//! Core entry types for growthlog.
//!
//! A [`PlantEntry`] is one recorded growth observation. Entries are only ever
//! created from a validated [`PlantEntryDraft`], so the store never sees a
//! row with a missing name, a malformed date, or a negative height.

use std::sync::OnceLock;

use chrono::NaiveDate;
use regex::Regex;
use serde::{Deserialize, Serialize};

use crate::error::{Error, Result};

/// Storage and wire format for entry dates.
pub const DATE_FORMAT: &str = "%Y-%m-%d";

/// Maximum length of a plant name, in characters.
pub const MAX_NAME_LEN: usize = 100;

/// A stored plant-growth observation.
#[derive(Debug, Clone, PartialEq, Serialize, Deserialize)]
pub struct PlantEntry {
    /// Identifier assigned by the store. Never reused.
    pub id: i64,

    /// Plant name.
    pub name: String,

    /// Reference to a stored photo in the upload directory.
    #[serde(skip_serializing_if = "Option::is_none")]
    pub photo: Option<String>,

    /// Observation date.
    pub date: NaiveDate,

    /// Height in centimetres.
    pub height: f64,

    /// Free-form notes.
    #[serde(skip_serializing_if = "Option::is_none")]
    pub notes: Option<String>,
}

impl PlantEntry {
    /// Build a stored entry from a draft and the id the store assigned to it.
    #[must_use]
    pub fn from_draft(id: i64, draft: PlantEntryDraft) -> Self {
        Self {
            id,
            name: draft.name,
            photo: draft.photo,
            date: draft.date,
            height: draft.height,
            notes: draft.notes,
        }
    }

    /// The date in `YYYY-MM-DD` form.
    #[must_use]
    pub fn date_string(&self) -> String {
        self.date.format(DATE_FORMAT).to_string()
    }
}

/// A validated entry that has not been stored yet.
#[derive(Debug, Clone, PartialEq)]
pub struct PlantEntryDraft {
    name: String,
    photo: Option<String>,
    date: NaiveDate,
    height: f64,
    notes: Option<String>,
}

impl PlantEntryDraft {
    /// Validate raw form input and build a draft.
    ///
    /// `name` must contain something other than whitespace and is kept as
    /// submitted. `date` must be a real calendar date written as `YYYY-MM-DD`.
    /// `height` must parse as a finite, non-negative number. Blank notes are
    /// treated as absent.
    ///
    /// # Errors
    ///
    /// Returns [`Error::Validation`] naming the first offending field.
    pub fn parse(name: &str, date: &str, height: &str, notes: Option<&str>) -> Result<Self> {
        Ok(Self {
            name: parse_name(name)?,
            photo: None,
            date: parse_date(date)?,
            height: parse_height(height)?,
            notes: notes
                .filter(|n| !n.trim().is_empty())
                .map(ToString::to_string),
        })
    }

    /// Attach a stored photo reference.
    #[must_use]
    pub fn with_photo(mut self, photo: impl Into<String>) -> Self {
        self.photo = Some(photo.into());
        self
    }

    /// Plant name.
    #[must_use]
    pub fn name(&self) -> &str {
        &self.name
    }

    /// Stored photo reference, if any.
    #[must_use]
    pub fn photo(&self) -> Option<&str> {
        self.photo.as_deref()
    }

    /// Observation date.
    #[must_use]
    pub fn date(&self) -> NaiveDate {
        self.date
    }

    /// Height in centimetres.
    #[must_use]
    pub fn height(&self) -> f64 {
        self.height
    }

    /// Notes, if any.
    #[must_use]
    pub fn notes(&self) -> Option<&str> {
        self.notes.as_deref()
    }
}

fn parse_name(raw: &str) -> Result<String> {
    if raw.trim().is_empty() {
        return Err(Error::validation("name", "a plant name is required"));
    }
    if raw.chars().count() > MAX_NAME_LEN {
        return Err(Error::validation(
            "name",
            format!("must be at most {MAX_NAME_LEN} characters"),
        ));
    }
    Ok(raw.to_string())
}

/// Exactly `YYYY-MM-DD`: four-digit year, no sign, zero-padded month and day.
fn date_shape() -> &'static Regex {
    static RE: OnceLock<Regex> = OnceLock::new();
    RE.get_or_init(|| Regex::new(r"^[0-9]{4}-[0-9]{2}-[0-9]{2}$").expect("valid date regex"))
}

/// Parse a `YYYY-MM-DD` date, rejecting other spellings like `2024-3-1` or
/// signed years like `-0001-01-01`.
///
/// Stored dates sort as text, so only this exact shape keeps text order
/// equal to calendar order.
///
/// # Errors
///
/// Returns [`Error::Validation`] if the text is not a canonical calendar date.
pub fn parse_date(raw: &str) -> Result<NaiveDate> {
    let raw = raw.trim();
    if raw.is_empty() {
        return Err(Error::validation("date", "a date is required"));
    }
    if !date_shape().is_match(raw) {
        return Err(Error::validation(
            "date",
            format!("'{raw}' is not a YYYY-MM-DD date"),
        ));
    }
    NaiveDate::parse_from_str(raw, DATE_FORMAT).map_err(|e| {
        Error::validation("date", format!("'{raw}' is not a YYYY-MM-DD date: {e}"))
    })
}

fn parse_height(raw: &str) -> Result<f64> {
    let raw = raw.trim();
    if raw.is_empty() {
        return Err(Error::validation("height", "a height is required"));
    }
    let height: f64 = raw
        .parse()
        .map_err(|_| Error::validation("height", format!("'{raw}' is not a number")))?;
    if !height.is_finite() {
        return Err(Error::validation("height", "must be a finite number"));
    }
    if height < 0.0 {
        return Err(Error::validation("height", "cannot be negative"));
    }
    // `-0` passes the sign check; store it as plain zero.
    Ok(height.abs())
}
##############################
# Exercise instructions
Copy every record exactly, leaving each line intact.

# Response area
//! Core entry types for growthlog.
//!
//! A [`PlantEntry`] is one recorded growth observation. Entries are only ever
//! created from a validated [`PlantEntryDraft`], so the store never sees a
//! row with a missing name, a malformed date, or a negative height.

use std::sync::OnceLock;

use chrono::NaiveDate;
use regex::Regex;
use serde::{Deserialize, Serialize};

use crate::error::{Error, Result};

/// Storage and wire format for entry dates.
pub const DATE_FORMAT: &str = "%Y-%m-%d";

/// Maximum length of a plant name, in characters.
pub const MAX_NAME_LEN: usize = 100;

/// A stored plant-growth observation.
#[derive(Debug, Clone, PartialEq, Serialize, Deserialize)]
pub struct PlantEntry {
    /// Identifier assigned by the store. Never reused.
    pub id: i64,

    /// Plant name.
    pub name: String,

    /// Reference to a stored photo in the upload directory.
    #[serde(skip_serializing_if = "Option::is_none")]
    pub photo: Option<String>,

    /// Observation date.
    pub date: NaiveDate,

    /// Height in centimetres.
    pub height: f64,

    /// Free-form notes.
    #[serde(skip_serializing_if = "Option::is_none")]
    pub notes: Option<String>,
}

impl PlantEntry {
    /// Build a stored entry from a draft and the id the store assigned to it.
    #[must_use]
    pub fn from_draft(id: i64, draft: PlantEntryDraft) -> Self {
        Self {
            id,
            name: draft.name,
            photo: draft.photo,
            date: draft.date,
            height: draft.height,
            notes: draft.notes,
        }
    }

    /// The date in `YYYY-MM-DD` form.
    #[must_use]
    pub fn date_string(&self) -> String {
        self.date.format(DATE_FORMAT).to_string()
    }
}

/// A validated entry that has not been stored yet.
#[derive(Debug, Clone, PartialEq)]
pub struct PlantEntryDraft {
    name: String,
    photo: Option<String>,
    date: NaiveDate,
    height: f64,
    notes: Option<String>,
}

impl PlantEntryDraft {
    /// Validate raw form input and build a draft.
    ///
    /// `name` must contain something other than whitespace and is kept as
    /// submitted. `date` must be a real calendar date written as `YYYY-MM-DD`.
    /// `height` must parse as a finite, non-negative number. Blank notes are
    /// treated as absent.
    ///
    /// # Errors
    ///
    /// Returns [`Error::Validation`] naming the first offending field.
    pub fn parse(name: &str, date: &str, height: &str, notes: Option<&str>) -> Result<Self> {
        Ok(Self {
            name: parse_name(name)?,
            photo: None,
            date: parse_date(date)?,
            height: parse_height(height)?,
            notes: notes
                .filter(|n| !n.trim().is_empty())
                .map(ToString::to_string),
        })
    }

    /// Attach a stored photo reference.
    #[must_use]
    pub fn with_photo(mut self, photo: impl Into<String>) -> Self {
        self.photo = Some(photo.into());
        self
    }

    /// Plant name.
    #[must_use]
    pub fn name(&self) -> &str {
        &self.name
    }

    /// Stored photo reference, if any.
    #[must_use]
    pub fn photo(&self) -> Option<&str> {
        self.photo.as_deref()
    }

    /// Observation date.
    #[must_use]
    pub fn date(&self) -> NaiveDate {
        self.date
    }

    /// Height in centimetres.
    #[must_use]
    pub fn height(&self) -> f64 {
        self.height
    }

    /// Notes, if any.
    #[must_use]
    pub fn notes(&self) -> Option<&str> {
        self.notes.as_deref()
    }
}

fn parse_name(raw: &str) -> Result<String> {
    if raw.trim().is_empty() {
        return Err(Error::validation("name", "a plant name is required"));
    }
    if raw.chars().count() > MAX_NAME_LEN {
        return Err(Error::validation(
            "name",
            format!("must be at most {MAX_NAME_LEN} characters"),
        ));
    }
    Ok(raw.to_string())
}

/// Exactly `YYYY-MM-DD`: four-digit year, no sign, zero-padded month and day.
fn date_shape() -> &'static Regex {
    static RE: OnceLock<Regex> = OnceLock::new();
    RE.get_or_init(|| Regex::new(r"^[0-9]{4}-[0-9]{2}-[0-9]{2}$").expect("valid date regex"))
}

/// Parse a `YYYY-MM-DD` date, rejecting other spellings like `2024-3-1` or
/// signed years like `-0001-01-01`.
///
/// Stored dates sort as text, so only this exact shape keeps text order
/// equal to calendar order.
///
/// # Errors
///
/// Returns [`Error::Validation`] if the text is not a canonical calendar date.
pub fn parse_date(raw: &str) -> Result<NaiveDate> {
    let raw = raw.trim();
    if raw.is_empty() {
        return Err(Error::validation("date", "a date is required"));
    }
    if !date_shape().is_match(raw) {
        return Err(Error::validation(
            "date",
            format!("'{raw}' is not a YYYY-MM-DD date"),
        ));
    }
    NaiveDate::parse_from_str(raw, DATE_FORMAT).map_err(|e| {
        Error::validation("date", format!("'{raw}' is not a YYYY-MM-DD date: {e}"))
    })
}

fn parse_height(raw: &str) -> Result<f64> {
    let raw = raw.trim();
    if raw.is_empty() {
        return Err(Error::validation("height", "a height is required"));
    }
    let height: f64 = raw
        .parse()
        .map_err(|_| Error::validation("height", format!("'{raw}' is not a number")))?;
    if !height.is_finite() {
        return Err(Error::validation("height", "must be a finite number"));
    }
    if height < 0.0 {
        return Err(Error::validation("height", "cannot be negative"));
    }
    // `-0` passes the sign check; store it as plain zero.
    Ok(height.abs())
}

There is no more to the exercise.